» **Exercise**: Report every line in the listing that contains the string "crate".

» **Input**:
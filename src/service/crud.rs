//! Persistence façade over `users` and `items`.
//!
//! Every function borrows a session the caller owns; none of them opens, closes or
//! shares one. Lookups return `Ok(None)` when nothing matches. Storage errors,
//! including UNIQUE and FOREIGN KEY rejections, come back untranslated inside
//! [`AppError::Db`].

use crate::error::AppError;
use crate::models::{ItemRow, UserRow};
use crate::password::hash_password;
use crate::schemas::{ItemCreate, UserCreate};
use sqlx::{Connection, QueryBuilder, Sqlite, SqliteConnection};
use std::collections::HashMap;

const USER_COLUMNS: &str = "id, email, hashed_password, is_active";
const ITEM_COLUMNS: &str = "id, title, description, owner_id";

/// Largest page either listing returns, whatever `limit` asks for.
pub const MAX_LIMIT: u32 = 1000;
/// Owner ids bound per `IN (...)` query, kept well below SQLite's variable limit.
const OWNER_BATCH: usize = 500;

pub async fn get_user(conn: &mut SqliteConnection, user_id: i64) -> Result<Option<UserRow>, AppError> {
    let sql = format!("SELECT {} FROM users WHERE id = ?", USER_COLUMNS);
    tracing::debug!(sql = %sql, user_id, "query");
    let row = sqlx::query_as::<_, UserRow>(&sql)
        .bind(user_id)
        .fetch_optional(&mut *conn)
        .await?;
    Ok(row)
}

pub async fn get_user_by_email(conn: &mut SqliteConnection, email: &str) -> Result<Option<UserRow>, AppError> {
    let sql = format!("SELECT {} FROM users WHERE email = ?", USER_COLUMNS);
    tracing::debug!(sql = %sql, email, "query");
    let row = sqlx::query_as::<_, UserRow>(&sql)
        .bind(email)
        .fetch_optional(&mut *conn)
        .await?;
    Ok(row)
}

/// Users in id order (which is insertion order), skipping `skip` and returning at most
/// `limit` (max [`MAX_LIMIT`]).
pub async fn list_users(conn: &mut SqliteConnection, skip: u32, limit: u32) -> Result<Vec<UserRow>, AppError> {
    let limit = limit.min(MAX_LIMIT);
    let sql = format!("SELECT {} FROM users ORDER BY id LIMIT ? OFFSET ?", USER_COLUMNS);
    tracing::debug!(sql = %sql, skip, limit, "query");
    let rows = sqlx::query_as::<_, UserRow>(&sql)
        .bind(i64::from(limit))
        .bind(i64::from(skip))
        .fetch_all(&mut *conn)
        .await?;
    Ok(rows)
}

/// Insert a user, commit, then re-read the row so the generated id and the
/// defaulted `is_active` come from storage.
pub async fn create_user(conn: &mut SqliteConnection, user: &UserCreate) -> Result<UserRow, AppError> {
    let password = user.password.clone();
    let hashed_password = tokio::task::spawn_blocking(move || hash_password(&password))
        .await
        .map_err(|e| AppError::PasswordHash(format!("hashing task failed: {e}")))??;

    let sql = "INSERT INTO users (email, hashed_password) VALUES (?, ?)";
    tracing::debug!(sql = %sql, email = %user.email, "query");
    let mut tx = conn.begin().await?;
    let id = sqlx::query(sql)
        .bind(&user.email)
        .bind(&hashed_password)
        .execute(&mut *tx)
        .await?
        .last_insert_rowid();
    tx.commit().await?;

    let row = get_user(conn, id).await?.ok_or(sqlx::Error::RowNotFound)?;
    tracing::info!(user_id = row.id, "user created");
    Ok(row)
}

/// Items in id order, same paging contract as [`list_users`].
pub async fn list_items(conn: &mut SqliteConnection, skip: u32, limit: u32) -> Result<Vec<ItemRow>, AppError> {
    let limit = limit.min(MAX_LIMIT);
    let sql = format!("SELECT {} FROM items ORDER BY id LIMIT ? OFFSET ?", ITEM_COLUMNS);
    tracing::debug!(sql = %sql, skip, limit, "query");
    let rows = sqlx::query_as::<_, ItemRow>(&sql)
        .bind(i64::from(limit))
        .bind(i64::from(skip))
        .fetch_all(&mut *conn)
        .await?;
    Ok(rows)
}

/// Insert an item owned by `owner_id`, commit, and re-read it.
pub async fn create_item(
    conn: &mut SqliteConnection,
    item: &ItemCreate,
    owner_id: i64,
) -> Result<ItemRow, AppError> {
    let sql = "INSERT INTO items (title, description, owner_id) VALUES (?, ?, ?)";
    tracing::debug!(sql = %sql, owner_id, "query");
    let mut tx = conn.begin().await?;
    let id = sqlx::query(sql)
        .bind(&item.title)
        .bind(item.description.as_deref())
        .bind(owner_id)
        .execute(&mut *tx)
        .await?
        .last_insert_rowid();
    tx.commit().await?;

    let sql = format!("SELECT {} FROM items WHERE id = ?", ITEM_COLUMNS);
    let row = sqlx::query_as::<_, ItemRow>(&sql)
        .bind(id)
        .fetch_one(&mut *conn)
        .await?;
    tracing::info!(item_id = row.id, owner_id, "item created");
    Ok(row)
}

/// Items owned by one user, in id order. This is the `User.items` relationship.
pub async fn list_items_for_owner(conn: &mut SqliteConnection, owner_id: i64) -> Result<Vec<ItemRow>, AppError> {
    let sql = format!("SELECT {} FROM items WHERE owner_id = ? ORDER BY id", ITEM_COLUMNS);
    tracing::debug!(sql = %sql, owner_id, "query");
    let rows = sqlx::query_as::<_, ItemRow>(&sql)
        .bind(owner_id)
        .fetch_all(&mut *conn)
        .await?;
    Ok(rows)
}

/// Batch form of [`list_items_for_owner`], grouped by owner. Ids are sent in
/// chunks of `OWNER_BATCH` per `IN (...)` query. Owners without items are absent
/// from the map, and each owner's items stay in id order.
pub async fn list_items_for_owners(
    conn: &mut SqliteConnection,
    owner_ids: &[i64],
) -> Result<HashMap<i64, Vec<ItemRow>>, AppError> {
    let mut by_owner: HashMap<i64, Vec<ItemRow>> = HashMap::new();
    for chunk in owner_ids.chunks(OWNER_BATCH) {
        let mut qb: QueryBuilder<Sqlite> =
            QueryBuilder::new(format!("SELECT {} FROM items WHERE owner_id IN (", ITEM_COLUMNS));
        let mut ids = qb.separated(", ");
        for id in chunk {
            ids.push_bind(*id);
        }
        ids.push_unseparated(") ORDER BY id");
        tracing::debug!(sql = %qb.sql(), owners = chunk.len(), "query");
        let rows: Vec<ItemRow> = qb.build_query_as().fetch_all(&mut *conn).await?;
        for row in rows {
            by_owner.entry(row.owner_id).or_default().push(row);
        }
    }
    Ok(by_owner)
}

#[cfg(test)]
mod tests {
    use super::*;
    use crate::migration::apply_migrations;
    use crate::password::verify_password;
    use sqlx::ConnectOptions;

    async fn session() -> SqliteConnection {
        let mut conn = crate::store::connect_options("sqlite::memory:")
            .unwrap()
            .connect()
            .await
            .unwrap();
        apply_migrations(&mut conn).await.unwrap();
        conn
    }

    fn new_user(email: &str) -> UserCreate {
        UserCreate {
            email: email.to_string(),
            password: "s3cret-password".to_string(),
        }
    }

    fn new_item(title: &str) -> ItemCreate {
        ItemCreate {
            title: title.to_string(),
            description: Some(format!("{} description", title)),
        }
    }

    async fn count(conn: &mut SqliteConnection, table: &str) -> i64 {
        let (n,): (i64,) = sqlx::query_as(&format!("SELECT COUNT(*) FROM {}", table))
            .fetch_one(&mut *conn)
            .await
            .unwrap();
        n
    }

    #[tokio::test]
    async fn created_user_is_retrievable_by_id() {
        let mut conn = session().await;
        let created = create_user(&mut conn, &new_user("alice@example.com")).await.unwrap();
        assert!(created.id > 0);
        assert!(created.is_active);

        let fetched = get_user(&mut conn, created.id).await.unwrap().unwrap();
        assert_eq!(fetched.email, "alice@example.com");
        assert!(fetched.is_active);
        assert_eq!(fetched, created);
    }

    #[tokio::test]
    async fn stored_password_is_a_verifiable_hash() {
        let mut conn = session().await;
        let created = create_user(&mut conn, &new_user("bob@example.com")).await.unwrap();
        assert_ne!(created.hashed_password, "s3cret-password");
        assert!(!created.hashed_password.ends_with("notreallyhashed"));
        assert!(verify_password("s3cret-password", &created.hashed_password).unwrap());
    }

    #[tokio::test]
    async fn lookup_by_email_finds_user_or_returns_none() {
        let mut conn = session().await;
        let created = create_user(&mut conn, &new_user("carol@example.com")).await.unwrap();

        let found = get_user_by_email(&mut conn, "carol@example.com").await.unwrap();
        assert_eq!(found.map(|u| u.id), Some(created.id));

        let missing = get_user_by_email(&mut conn, "nobody@example.com").await.unwrap();
        assert!(missing.is_none());
    }

    #[tokio::test]
    async fn unknown_user_id_is_none() {
        let mut conn = session().await;
        assert!(get_user(&mut conn, 42).await.unwrap().is_none());
    }

    #[tokio::test]
    async fn duplicate_email_is_a_unique_violation() {
        let mut conn = session().await;
        let first = create_user(&mut conn, &new_user("dup@example.com")).await.unwrap();

        let err = create_user(&mut conn, &new_user("dup@example.com")).await.unwrap_err();
        assert!(err.is_unique_violation(), "unexpected error: {err:?}");

        let still_there = get_user(&mut conn, first.id).await.unwrap().unwrap();
        assert_eq!(still_there, first);
        assert_eq!(count(&mut conn, "users").await, 1);
    }

    #[tokio::test]
    async fn created_item_appears_in_listing_with_owner() {
        let mut conn = session().await;
        let owner = create_user(&mut conn, &new_user("owner@example.com")).await.unwrap();
        let item = create_item(&mut conn, &new_item("Lamp"), owner.id).await.unwrap();
        assert_eq!(item.owner_id, owner.id);
        assert_eq!(item.description.as_deref(), Some("Lamp description"));

        let listed = list_items(&mut conn, 0, 100).await.unwrap();
        assert!(listed.iter().any(|i| i.id == item.id && i.owner_id == owner.id));
    }

    #[tokio::test]
    async fn item_without_description_stores_null() {
        let mut conn = session().await;
        let owner = create_user(&mut conn, &new_user("plain@example.com")).await.unwrap();
        let item = ItemCreate {
            title: "Bare".into(),
            description: None,
        };
        let row = create_item(&mut conn, &item, owner.id).await.unwrap();
        assert_eq!(row.description, None);
    }

    #[tokio::test]
    async fn item_for_unknown_owner_is_rejected_without_a_row() {
        let mut conn = session().await;
        let err = create_item(&mut conn, &new_item("Orphan"), 999).await.unwrap_err();
        assert!(err.is_foreign_key_violation(), "unexpected error: {err:?}");
        assert_eq!(count(&mut conn, "items").await, 0);
    }

    #[tokio::test]
    async fn list_users_pages_in_insertion_order() {
        let mut conn = session().await;
        for email in ["a@example.com", "b@example.com", "c@example.com"] {
            create_user(&mut conn, &new_user(email)).await.unwrap();
        }

        let page = list_users(&mut conn, 0, 2).await.unwrap();
        let emails: Vec<&str> = page.iter().map(|u| u.email.as_str()).collect();
        assert_eq!(emails, ["a@example.com", "b@example.com"]);

        let rest = list_users(&mut conn, 2, 100).await.unwrap();
        assert_eq!(rest.len(), 1);
        assert_eq!(rest[0].email, "c@example.com");

        let again = list_users(&mut conn, 0, 2).await.unwrap();
        assert_eq!(again, page);
    }

    #[tokio::test]
    async fn list_items_respects_skip_and_limit() {
        let mut conn = session().await;
        let owner = create_user(&mut conn, &new_user("pager@example.com")).await.unwrap();
        for title in ["one", "two", "three", "four"] {
            create_item(&mut conn, &new_item(title), owner.id).await.unwrap();
        }
        let page = list_items(&mut conn, 1, 2).await.unwrap();
        let titles: Vec<&str> = page.iter().map(|i| i.title.as_str()).collect();
        assert_eq!(titles, ["two", "three"]);
        assert!(list_items(&mut conn, 10, 5).await.unwrap().is_empty());
    }

    #[tokio::test]
    async fn items_are_grouped_by_owner() {
        let mut conn = session().await;
        let a = create_user(&mut conn, &new_user("ga@example.com")).await.unwrap();
        let b = create_user(&mut conn, &new_user("gb@example.com")).await.unwrap();
        let c = create_user(&mut conn, &new_user("gc@example.com")).await.unwrap();
        create_item(&mut conn, &new_item("a1"), a.id).await.unwrap();
        create_item(&mut conn, &new_item("b1"), b.id).await.unwrap();
        create_item(&mut conn, &new_item("a2"), a.id).await.unwrap();

        let owned = list_items_for_owner(&mut conn, a.id).await.unwrap();
        let titles: Vec<&str> = owned.iter().map(|i| i.title.as_str()).collect();
        assert_eq!(titles, ["a1", "a2"]);

        let grouped = list_items_for_owners(&mut conn, &[a.id, b.id, c.id]).await.unwrap();
        assert_eq!(grouped.get(&a.id).map(Vec::len), Some(2));
        assert_eq!(grouped.get(&b.id).map(Vec::len), Some(1));
        assert!(!grouped.contains_key(&c.id));

        assert!(list_items_for_owners(&mut conn, &[]).await.unwrap().is_empty());
    }

    async fn seed_users(conn: &mut SqliteConnection, n: i64) {
        sqlx::query(
            "INSERT INTO users (email, hashed_password) \
             WITH RECURSIVE seq(x) AS (SELECT 1 UNION ALL SELECT x + 1 FROM seq WHERE x < ?) \
             SELECT 'user' || x || '@example.com', 'not-a-hash' FROM seq",
        )
        .bind(n)
        .execute(&mut *conn)
        .await
        .unwrap();
    }

    #[tokio::test]
    async fn oversized_limit_is_clamped() {
        let mut conn = session().await;
        seed_users(&mut conn, i64::from(MAX_LIMIT) + 5).await;

        let page = list_users(&mut conn, 0, u32::MAX).await.unwrap();
        assert_eq!(page.len(), MAX_LIMIT as usize);
        assert_eq!(page[0].email, "user1@example.com");

        let tail = list_users(&mut conn, MAX_LIMIT, 1_000_000).await.unwrap();
        assert_eq!(tail.len(), 5);
        assert!(list_items(&mut conn, 0, u32::MAX).await.unwrap().is_empty());
    }

    #[tokio::test]
    async fn owner_batch_beyond_sqlite_variable_limit() {
        let mut conn = session().await;
        let owner = create_user(&mut conn, &new_user("many@example.com")).await.unwrap();
        create_item(&mut conn, &new_item("kept"), owner.id).await.unwrap();

        let mut ids: Vec<i64> = (10_000..50_000).collect();
        ids.push(owner.id);
        let grouped = list_items_for_owners(&mut conn, &ids).await.unwrap();
        assert_eq!(grouped.len(), 1);
        assert_eq!(grouped[&owner.id][0].title, "kept");
    }
}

» **Task solution**:
use crate::error::AppError;
use crate::models::{ItemRow, UserRow};
use crate::password::hash_password;
use crate::schemas::{ItemCreate, UserCreate};
    use crate::migration::apply_migrations;
    use crate::password::verify_password;
        let mut conn = crate::store::connect_options("sqlite::memory:")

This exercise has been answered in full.